Others, as they usually do in such unfortunate circumstances, have also sought to advance their narrow political agendas, believing that a window has been opened for them, non-entities, to get relevance, but sadly, they have failed to gain any momentum.

These are the same characters who probably were at Barbourfields on Sunday, disguising themselves as bona-fide Highlanders fans while waiting for any opportunity to project their message of shame and create the chaos they believe would suit their interests.

Some of these people probably didn’t even celebrate, when Highlanders took the lead in that match, because the joy that swept across thousands of genuine Bosso fans when Rahman Kutsanzira fired them into that lead was not part of their devilish agenda in which all they wanted was mayhem.

Because they have failed, now and again, to find the patronage that their meaningless message carries from the majority of the people in that city, they believe they can now use major football gatherings to try and find a way to create the chaos they believe can suit their evil agendas.

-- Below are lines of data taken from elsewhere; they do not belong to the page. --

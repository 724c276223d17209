//! Scan pipeline for the attendance kiosk.
//!
//! Raw input events flow through three stages:
//!
//! ```text
//! InputSource ──> KeystrokeDecoder ──> sanitize ──> interpret ──> CanonicalIdentifier
//!   (events)        (ScanCode)          (String)
//! ```
//!
//! The decoder and both text stages are pure; only the sources perform I/O.

pub mod decoder;
pub mod error;
pub mod event;
pub mod interpret;
pub mod sanitize;
pub mod source;

pub use decoder::{DecoderStats, KeystrokeDecoder, ScanCode};
pub use error::{Result, SourceError};
pub use event::{InputEvent, Key, Modifier};
pub use interpret::{canonicalize, interpret};
pub use sanitize::sanitize;
pub use source::{InputSource, SyntheticSource, SyntheticSourceHandle, TerminalSource, next_scan};
//! `kiosk run`: the scanner kiosk on the controlling terminal.
//!
//! The terminal is switched to raw mode with bracketed paste for the whole
//! session and restored on exit. Ctrl-C or Ctrl-D ends the session once the
//! call in flight settles.

use std::sync::Arc;

use anyhow::Context;
use clap::Args;
use kiosk_client::HttpAttendanceClient;
use kiosk_core::KioskConfig;
use kiosk_scanner::TerminalSource;
use kiosk_session::{KioskRuntime, OperatorCommand, RuntimeHandle};
use tokio::sync::mpsc;
use tracing::info;

use crate::console::{ConsoleFeedback, ConsoleSource};
use crate::terminal::{RawTerminal, display};

#[derive(Debug, Args)]
pub struct RunArgs {
    /// Device identifier reported with each check-in
    #[arg(long)]
    pub device_id: Option<String>,

    /// Attendance service base URL
    #[arg(long)]
    pub service_url: Option<String>,
}

pub async fn execute(args: &RunArgs, mut config: KioskConfig) -> anyhow::Result<()> {
    if let Some(device_id) = &args.device_id {
        config.kiosk.device_id = device_id.clone();
    }
    if let Some(url) = &args.service_url {
        config.service.base_url = url.clone();
    }
    config.validate().context("invalid configuration")?;

    let api = Arc::new(
        HttpAttendanceClient::new(&config.service).context("failed to create service client")?,
    );
    info!(
        service = %api.base_url(),
        device_id = %config.kiosk.device_id,
        "Starting kiosk"
    );

    let _terminal = RawTerminal::enter().context("failed to switch the terminal to raw mode")?;
    display("Operator commands start with ':'. Press Ctrl-C to quit.");

    let (command_tx, command_rx) = mpsc::unbounded_channel();
    let source = ConsoleSource::new(TerminalSource::new(), command_tx);
    let (runtime, handle) = KioskRuntime::new(api, source, ConsoleFeedback::default(), &config);

    let session = async {
        let (result, ()) = tokio::join!(runtime.run(), forward_commands(command_rx, handle.clone()));
        result
    };
    tokio::pin!(session);

    tokio::select! {
        result = &mut session => {
            result?;
        }
        _ = tokio::signal::ctrl_c() => {
            info!("Interrupted, shutting down");
            handle.shutdown();
            session.await?;
        }
    }
    Ok(())
}

/// Forward operator commands parsed from the console until the console
/// source is dropped.
async fn forward_commands(mut commands: mpsc::UnboundedReceiver<OperatorCommand>, handle: RuntimeHandle) {
    while let Some(command) = commands.recv().await {
        if handle.send(command).await.is_err() {
            break;
        }
    }
}
pub mod config;
pub mod constants;
pub mod error;
pub mod liveness;
pub mod time;
pub mod types;

pub use config::KioskConfig;
pub use error::{Error, Result};
pub use liveness::Liveness;
pub use types::*;

/// Version info
pub const VERSION: &str = env!("CARGO_PKG_VERSION");
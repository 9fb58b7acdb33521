//! End-to-end tests: collector → forecaster → validator → submitter →
//! mock ledger → history, plus the scheduler and the `TradingSystem` facade.

mod common;
mod pipeline;
mod system;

That’s why we saw some of them being exposed, through the placards they carried which were published in some of the newspapers, which had political messages — something that had nothing to do with a club like Bosso which is apolitical and is not there to advance the foolish politics of failed parties and doomed politicians who have failed to make a mark in the political arena where true politicians thrive.

We are, therefore, charmed that — unlike in the past when Bosso was under a leadership where the likes of Ndumiso Gumede appeared to be advancing their political causes — the club now has a leadership that understands that this team’s mission is not to be a vehicle to be abused by failed politicians, but to win trophies for its bona-fide supporters who, over the years, have turned it into one of the biggest football institutions on this continent.

Ngwenya and his chief executive Nhlanhla Dube should be commended for the way they tried, in vain, to defeat the motives of those few thugs who caused the abandonment of that match by even facing them and appealing to them to stop their nonsense and let the game proceed.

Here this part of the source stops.